In a strongly worded letter, AMA President Dr Michael Gannon has appealed to the Small Business and Family Enterprise Ombudsman, Kate Carnell, to intervene and help try to convince the Government to drop its plan.

Dr Gannon said the proposal, announced during the Federal election, to change provisions in the Health Insurance Act would allow the two major pathology companies that dominate the market to unilaterally cut the rents they paid to medical practices for co-located collection centres (ACCs), delivering a big financial blow to small business already reeling under the effects of the Medicare rebate freeze.

“The proposed changes fundamentally alter the intent of the existing law…by imposing a blunt cap on the commercial rents that GPs and other specialists can receive for co-located ACCs,” the AMA President said. “It delivers two major listed companies with an unwarranted and unfair advantage…estimated to save [them] between $100 million and $150 million per annum.”

Under the deal, which was sprung on the medical profession without warning, the Government has promised to bring down rents in exchange for a promise from pathology companies that they will sustain bulk billing rates despite the loss of the bulk billing incentive.

Dr Gannon warned that the Government’s proposed changes would have “a big impact” on medical practices.

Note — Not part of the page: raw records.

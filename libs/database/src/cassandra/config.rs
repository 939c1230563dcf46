use scylla::statement::Consistency;

#[cfg(feature = "config")]
use core_config::{ConfigError, FromEnv, env_list, env_parse};

use crate::common::DEFAULT_RECONNECT_DELAY_MS;

/// Cassandra/ScyllaDB connection configuration
///
/// Can be constructed manually or loaded from environment variables (with the
/// `config` feature).
///
/// # Example
///
/// ```ignore
/// use database::cassandra::CassandraConfig;
///
/// let config = CassandraConfig::with_keyspace(vec!["127.0.0.1:9042"], "movies")
///     .with_reconnect_delay(250);
///
/// // From environment variables (requires `config` feature)
/// let config = CassandraConfig::from_env()?;
/// ```
#[derive(Clone, Debug)]
pub struct CassandraConfig {
    /// Contact points (host:port pairs) used to discover the rest of the cluster
    pub contact_points: Vec<String>,

    /// Keyspace the session is bound to, if any
    pub keyspace: Option<String>,

    /// Optional datacenter for DC-aware load balancing
    pub local_datacenter: Option<String>,

    pub username: Option<String>,
    pub password: Option<String>,

    /// Connection timeout in seconds
    pub connect_timeout_secs: u64,

    /// Request timeout in seconds
    pub request_timeout_secs: u64,

    /// Fixed delay between reconnection attempts after a connection drop
    pub reconnect_delay_ms: u64,

    /// Consistency level of the default execution profile
    pub consistency: Consistency,
}

impl CassandraConfig {
    /// Create a keyspace-less config for the given contact points
    pub fn new<S: Into<String>>(contact_points: Vec<S>) -> Self {
        Self {
            contact_points: contact_points.into_iter().map(|s| s.into()).collect(),
            ..Self::default()
        }
    }

    /// Create a config whose sessions are bound to `keyspace`
    pub fn with_keyspace<S: Into<String>>(
        contact_points: Vec<S>,
        keyspace: impl Into<String>,
    ) -> Self {
        Self {
            keyspace: Some(keyspace.into()),
            ..Self::new(contact_points)
        }
    }

    pub fn with_datacenter(mut self, datacenter: impl Into<String>) -> Self {
        self.local_datacenter = Some(datacenter.into());
        self
    }

    pub fn with_credentials(
        mut self,
        username: impl Into<String>,
        password: impl Into<String>,
    ) -> Self {
        self.username = Some(username.into());
        self.password = Some(password.into());
        self
    }

    pub fn with_connect_timeout(mut self, secs: u64) -> Self {
        self.connect_timeout_secs = secs;
        self
    }

    pub fn with_request_timeout(mut self, secs: u64) -> Self {
        self.request_timeout_secs = secs;
        self
    }

    pub fn with_reconnect_delay(mut self, delay_ms: u64) -> Self {
        self.reconnect_delay_ms = delay_ms;
        self
    }

    pub fn with_consistency(mut self, consistency: Consistency) -> Self {
        self.consistency = consistency;
        self
    }

    pub fn contact_points(&self) -> &[String] {
        &self.contact_points
    }

    pub fn keyspace(&self) -> Option<&str> {
        self.keyspace.as_deref()
    }
}

impl Default for CassandraConfig {
    fn default() -> Self {
        Self {
            contact_points: vec!["127.0.0.1:9042".to_string()],
            keyspace: None,
            local_datacenter: None,
            username: None,
            password: None,
            connect_timeout_secs: 10,
            request_timeout_secs: 30,
            reconnect_delay_ms: DEFAULT_RECONNECT_DELAY_MS,
            consistency: Consistency::LocalQuorum,
        }
    }
}

/// Parse a consistency level name such as `ONE`, `local_quorum` or `EACH_QUORUM`
pub fn parse_consistency(name: &str) -> Option<Consistency> {
    let consistency = match name.trim().to_ascii_uppercase().as_str() {
        "ANY" => Consistency::Any,
        "ONE" => Consistency::One,
        "TWO" => Consistency::Two,
        "THREE" => Consistency::Three,
        "QUORUM" => Consistency::Quorum,
        "ALL" => Consistency::All,
        "LOCAL_QUORUM" => Consistency::LocalQuorum,
        "EACH_QUORUM" => Consistency::EachQuorum,
        "LOCAL_ONE" => Consistency::LocalOne,
        _ => return None,
    };
    Some(consistency)
}

/// Load CassandraConfig from environment variables
///
/// Environment variables:
/// - `CASSANDRA_CONTACT_POINTS` (required) - comma-separated `host:port` list
/// - `CASSANDRA_KEYSPACE` (optional)
/// - `CASSANDRA_DATACENTER` (optional)
/// - `CASSANDRA_USERNAME` / `CASSANDRA_PASSWORD` (optional)
/// - `CASSANDRA_CONNECT_TIMEOUT_SECS` (default: 10)
/// - `CASSANDRA_REQUEST_TIMEOUT_SECS` (default: 30)
/// - `CASSANDRA_RECONNECT_DELAY_MS` (default: 100)
/// - `CASSANDRA_CONSISTENCY` (default: LOCAL_QUORUM)
#[cfg(feature = "config")]
impl FromEnv for CassandraConfig {
    fn from_env() -> Result<Self, ConfigError> {
        let contact_points = env_list("CASSANDRA_CONTACT_POINTS")?;

        let consistency = match std::env::var("CASSANDRA_CONSISTENCY") {
            Ok(name) => parse_consistency(&name).ok_or_else(|| ConfigError::ParseError {
                key: "CASSANDRA_CONSISTENCY".to_string(),
                details: format!("unknown consistency level '{}'", name),
            })?,
            Err(_) => Consistency::LocalQuorum,
        };

        Ok(Self {
            contact_points,
            keyspace: std::env::var("CASSANDRA_KEYSPACE").ok(),
            local_datacenter: std::env::var("CASSANDRA_DATACENTER").ok(),
            username: std::env::var("CASSANDRA_USERNAME").ok(),
            password: std::env::var("CASSANDRA_PASSWORD").ok(),
            connect_timeout_secs: env_parse("CASSANDRA_CONNECT_TIMEOUT_SECS", 10)?,
            request_timeout_secs: env_parse("CASSANDRA_REQUEST_TIMEOUT_SECS", 30)?,
            reconnect_delay_ms: env_parse(
                "CASSANDRA_RECONNECT_DELAY_MS",
                DEFAULT_RECONNECT_DELAY_MS,
            )?,
            consistency,
        })
    }
}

“Medical practices are [already] feeling the impact of the current MBS indexation freeze, and policy changes like this will simply have a further negative impact on their cash flow and on practice viability,” he said. “For those practices that have used this source of rental income to help keep them viable during the current extended freeze, it may it may mean higher costs to patients or simply selling their business.”

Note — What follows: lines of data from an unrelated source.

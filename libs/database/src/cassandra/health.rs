use scylla::client::session::Session;

use super::connector::CassandraError;

const LOCAL_INFO_QUERY: &str =
    "SELECT cluster_name, data_center, rack, release_version FROM system.local";

/// Identity of the coordinator node the session answered from
#[derive(Debug, Clone, Default, PartialEq, Eq)]
pub struct ClusterInfo {
    pub cluster_name: Option<String>,
    pub datacenter: Option<String>,
    pub rack: Option<String>,
    pub release_version: Option<String>,
}

/// `true` when the session can still answer a trivial query
pub async fn check_health(session: &Session) -> bool {
    session
        .query_unpaged("SELECT release_version FROM system.local", &[])
        .await
        .is_ok()
}

/// Read cluster name, datacenter, rack and version from `system.local`
///
/// Missing or undecodable columns are left as `None`; only a failed request
/// is an error.
pub async fn get_cluster_info(session: &Session) -> Result<ClusterInfo, CassandraError> {
    let result = session.query_unpaged(LOCAL_INFO_QUERY, &[]).await?;

    let mut info = ClusterInfo::default();

    if let Ok(rows_result) = result.into_rows_result()
        && let Ok(mut rows) = rows_result.rows::<(
            Option<String>,
            Option<String>,
            Option<String>,
            Option<String>,
        )>()
        && let Some(Ok((cluster_name, datacenter, rack, release_version))) = rows.next()
    {
        info = ClusterInfo {
            cluster_name,
            datacenter,
            rack,
            release_version,
        };
    }

    Ok(info)
}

Many, the AMA President said, had made decisions about hiring staff and purchasing equipment based on anticipated revenue streams from ACC rents, and the policy would put their finances under strain.

Dr Gannon said it was unlikely the Government comprehended the full impact of the “poorly targeted” policy when announcing it, including the massive windfall it would deliver to the big pathology providers and the hefty financial blow it would deliver to many medical practices.